**Task**
Copy each line of the entries that contains the word "NewUser".

[Task data — start]

//! In-memory implementation of the [`Storage`] port.
//!
//! Three tables (`Users`, `Rooms`, `Bookings`) are kept as ordered maps from
//! id to row behind one mutex.  Ids are assigned from a per-table counter and
//! never reused.  Every row carries the full column set of its table; columns
//! not supplied on insert are stored as `null`.
//!
//! Passwords are compared as plain text.  Hashing belongs to whatever real
//! backend replaces this adapter.

use std::collections::BTreeMap;
use std::sync::{Mutex, MutexGuard, PoisonError};

use hms_core::TableId;
use serde_json::{json, Value};
use tracing::debug;

use crate::application::storage::{NewUser, Row, Storage, StorageError, UserRecord};
use crate::infrastructure::storage::config::AdminAccount;

/// Role stored for accounts created through registration.
const DEFAULT_ROLE: &str = "user";

fn columns(table: TableId) -> &'static [&'static str] {
    match table {
        TableId::Users => &[
            "email",
            "password_hash",
            "first_name",
            "last_name",
            "phone_number",
            "role",
        ],
        TableId::Rooms => &[
            "room_number",
            "room_type",
            "price_per_night",
            "capacity",
            "availability",
        ],
        TableId::Bookings => &[
            "user_id",
            "room_id",
            "check_in_date",
            "check_out_date",
            "status",
        ],
    }
}

#[derive(Default)]
struct Table {
    next_id: i64,
    rows: BTreeMap<i64, Row>,
}

impl Table {
    fn allocate_id(&mut self) -> i64 {
        self.next_id += 1;
        self.next_id
    }
}

/// Mutex-guarded tables with auto-increment ids.
pub struct InMemoryStore {
    tables: Mutex<BTreeMap<TableId, Table>>,
}

impl InMemoryStore {
    /// Creates a store with all tables empty.
    pub fn new() -> Self {
        let tables = TableId::ALL.into_iter().map(|t| (t, Table::default())).collect();
        Self {
            tables: Mutex::new(tables),
        }
    }

    /// Creates a store holding one administrator account.
    ///
    /// # Errors
    ///
    /// Propagates any error from inserting the account.
    pub fn with_admin(admin: &AdminAccount) -> Result<Self, StorageError> {
        let store = Self::new();
        let values = json!({
            "email": admin.email,
            "password_hash": admin.password,
            "first_name": admin.first_name,
            "last_name": admin.last_name,
            "phone_number": admin.phone_number,
            "role": "admin",
        });
        if let Value::Object(values) = values {
            store.insert_row(TableId::Users, values)?;
        }
        Ok(store)
    }

    fn lock(&self) -> MutexGuard<'_, BTreeMap<TableId, Table>> {
        self.tables.lock().unwrap_or_else(PoisonError::into_inner)
    }

    fn check_columns(table: TableId, values: &Row) -> Result<(), StorageError> {
        let known = columns(table);
        match values.keys().find(|k| !known.contains(&k.as_str())) {
            Some(column) => Err(StorageError::UnknownColumn {
                table: table.name(),
                column: column.clone(),
            }),
            None => Ok(()),
        }
    }

    fn email_taken(table: &Table, email: &str, except: Option<i64>) -> bool {
        table.rows.iter().any(|(id, row)| {
            Some(*id) != except && row.get("email").and_then(Value::as_str) == Some(email)
        })
    }
}

impl Default for InMemoryStore {
    fn default() -> Self {
        Self::new()
    }
}

fn text(row: &Row, column: &str) -> String {
    match row.get(column) {
        Some(Value::String(s)) => s.clone(),
        Some(Value::Null) | None => String::new(),
        Some(other) => other.to_string(),
    }
}

fn user_from_row(id: i64, row: &Row) -> UserRecord {
    UserRecord {
        id,
        email: text(row, "email"),
        password_hash: text(row, "password_hash"),
        first_name: text(row, "first_name"),
        last_name: text(row, "last_name"),
        phone_number: text(row, "phone_number"),
        role: text(row, "role"),
    }
}

impl Storage for InMemoryStore {
    fn find_user(&self, email: &str) -> Result<Option<UserRecord>, StorageError> {
        let tables = self.lock();
        let users = tables
            .get(&TableId::Users)
            .ok_or_else(|| StorageError::Backend("Users table missing".into()))?;
        Ok(users
            .rows
            .iter()
            .find(|(_, row)| row.get("email").and_then(Value::as_str) == Some(email))
            .map(|(id, row)| user_from_row(*id, row)))
    }

    fn verify_password(&self, user: &UserRecord, password: &str) -> bool {
        !password.is_empty() && user.password_hash == password
    }

    fn insert_user(&self, user: NewUser) -> Result<i64, StorageError> {
        let values = json!({
            "email": user.email,
            "password_hash": user.password,
            "first_name": user.first_name,
            "last_name": user.last_name,
            "phone_number": user.phone_number,
            "role": DEFAULT_ROLE,
        });
        match values {
            Value::Object(values) => self.insert_row(TableId::Users, values),
            _ => Err(StorageError::Backend("user record is not an object".into())),
        }
    }

    fn fetch_rows(&self, table: TableId) -> Result<Vec<Row>, StorageError> {
        let tables = self.lock();
        Ok(tables
            .get(&table)
            .map(|t| t.rows.values().cloned().collect())
            .unwrap_or_default())
    }

    fn find_row(&self, table: TableId, id: i64) -> Result<Option<Row>, StorageError> {
        let tables = self.lock();
        Ok(tables.get(&table).and_then(|t| t.rows.get(&id).cloned()))
    }

    fn insert_row(&self, table: TableId, values: Row) -> Result<i64, StorageError> {
        Self::check_columns(table, &values)?;
        let mut tables = self.lock();
        let target = tables.entry(table).or_default();

        if table == TableId::Users {
            let email = values.get("email").and_then(Value::as_str).unwrap_or_default();
            if Self::email_taken(target, email, None) {
                return Err(StorageError::Conflict {
                    column: "email".into(),
                });
            }
        }

        let id = target.allocate_id();
        let mut row = Row::new();
        row.insert("id".into(), json!(id));
        for column in columns(table) {
            let value = values.get(*column).cloned().unwrap_or(Value::Null);
            row.insert((*column).to_string(), value);
        }
        if table == TableId::Users && row.get("role") == Some(&Value::Null) {
            row.insert("role".into(), json!(DEFAULT_ROLE));
        }
        target.rows.insert(id, row);
        debug!(table = table.name(), id, "row inserted");
        Ok(id)
    }

    fn update_row(&self, table: TableId, id: i64, values: Row) -> Result<bool, StorageError> {
        Self::check_columns(table, &values)?;
        let mut tables = self.lock();
        let target = tables.entry(table).or_default();

        if table == TableId::Users {
            if let Some(email) = values.get("email").and_then(Value::as_str) {
                if Self::email_taken(target, email, Some(id)) {
                    return Err(StorageError::Conflict {
                        column: "email".into(),
                    });
                }
            }
        }

        let Some(row) = target.rows.get_mut(&id) else {
            return Ok(false);
        };
        for (column, value) in values {
            row.insert(column, value);
        }
        Ok(true)
    }

    fn delete_row(&self, table: TableId, id: i64) -> Result<bool, StorageError> {
        let mut tables = self.lock();
        Ok(tables
            .get_mut(&table)
            .map(|t| t.rows.remove(&id).is_some())
            .unwrap_or(false))
    }
}

#[cfg(test)]
mod tests {
    use super::*;

    fn admin() -> AdminAccount {
        AdminAccount {
            email: "admin@hotel.local".into(),
            password: "changeme".into(),
            first_name: "Hotel".into(),
            last_name: "Admin".into(),
            phone_number: String::new(),
        }
    }

    fn fields(value: Value) -> Row {
        value.as_object().cloned().unwrap()
    }

    #[test]
    fn test_with_admin_seeds_one_admin_user() {
        // Arrange
        let store = InMemoryStore::with_admin(&admin()).unwrap();

        // Act
        let user = store.find_user("admin@hotel.local").unwrap().expect("seeded");

        // Assert
        assert_eq!(user.id, 1);
        assert_eq!(user.role, "admin");
        assert!(store.verify_password(&user, "changeme"));
        assert!(!store.verify_password(&user, "wrong"));
    }

    #[test]
    fn test_insert_user_gets_default_role_and_next_id() {
        let store = InMemoryStore::with_admin(&admin()).unwrap();

        let id = store
            .insert_user(NewUser {
                email: "guest@hotel.local".into(),
                password: "password1".into(),
                first_name: "G".into(),
                last_name: "Uest".into(),
                phone_number: "+15550000000".into(),
            })
            .unwrap();

        assert_eq!(id, 2);
        assert_eq!(store.find_user("guest@hotel.local").unwrap().unwrap().role, "user");
    }

    #[test]
    fn test_duplicate_email_is_a_conflict() {
        let store = InMemoryStore::with_admin(&admin()).unwrap();

        let result = store.insert_row(TableId::Users, fields(json!({"email": "admin@hotel.local"})));

        assert!(matches!(result, Err(StorageError::Conflict { .. })));
    }

    #[test]
    fn test_rows_carry_every_column() {
        let store = InMemoryStore::new();

        let id = store
            .insert_row(TableId::Rooms, fields(json!({"room_number": "101"})))
            .unwrap();
        let row = store.find_row(TableId::Rooms, id).unwrap().unwrap();

        assert_eq!(row["id"], json!(1));
        assert_eq!(row["room_number"], json!("101"));
        assert_eq!(row["capacity"], Value::Null);
    }

    #[test]
    fn test_unknown_column_is_rejected() {
        let store = InMemoryStore::new();

        let result = store.insert_row(TableId::Rooms, fields(json!({"colour": "blue"})));

        assert!(matches!(result, Err(StorageError::UnknownColumn { .. })));
    }

    #[test]
    fn test_update_and_delete_report_missing_rows() {
        let store = InMemoryStore::new();
        let id = store
            .insert_row(TableId::Bookings, fields(json!({"user_id": 1, "room_id": 1})))
            .unwrap();

        assert!(store
            .update_row(TableId::Bookings, id, fields(json!({"status": "confirmed"})))
            .unwrap());
        assert!(!store
            .update_row(TableId::Bookings, 99, fields(json!({"status": "x"})))
            .unwrap());
        assert!(store.delete_row(TableId::Bookings, id).unwrap());
        assert!(!store.delete_row(TableId::Bookings, id).unwrap());
        assert!(store.fetch_rows(TableId::Bookings).unwrap().is_empty());
    }

    #[test]
    fn test_ids_are_not_reused_after_delete() {
        let store = InMemoryStore::new();
        let first = store.insert_row(TableId::Rooms, fields(json!({"room_number": "1"}))).unwrap();
        store.delete_row(TableId::Rooms, first).unwrap();

        let second = store.insert_row(TableId::Rooms, fields(json!({"room_number": "2"}))).unwrap();

        assert_eq!(second, first + 1);
    }
}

[Task data — finish]

**Answer area**
use crate::application::storage::{NewUser, Row, Storage, StorageError, UserRecord};
    fn insert_user(&self, user: NewUser) -> Result<i64, StorageError> {
            .insert_user(NewUser {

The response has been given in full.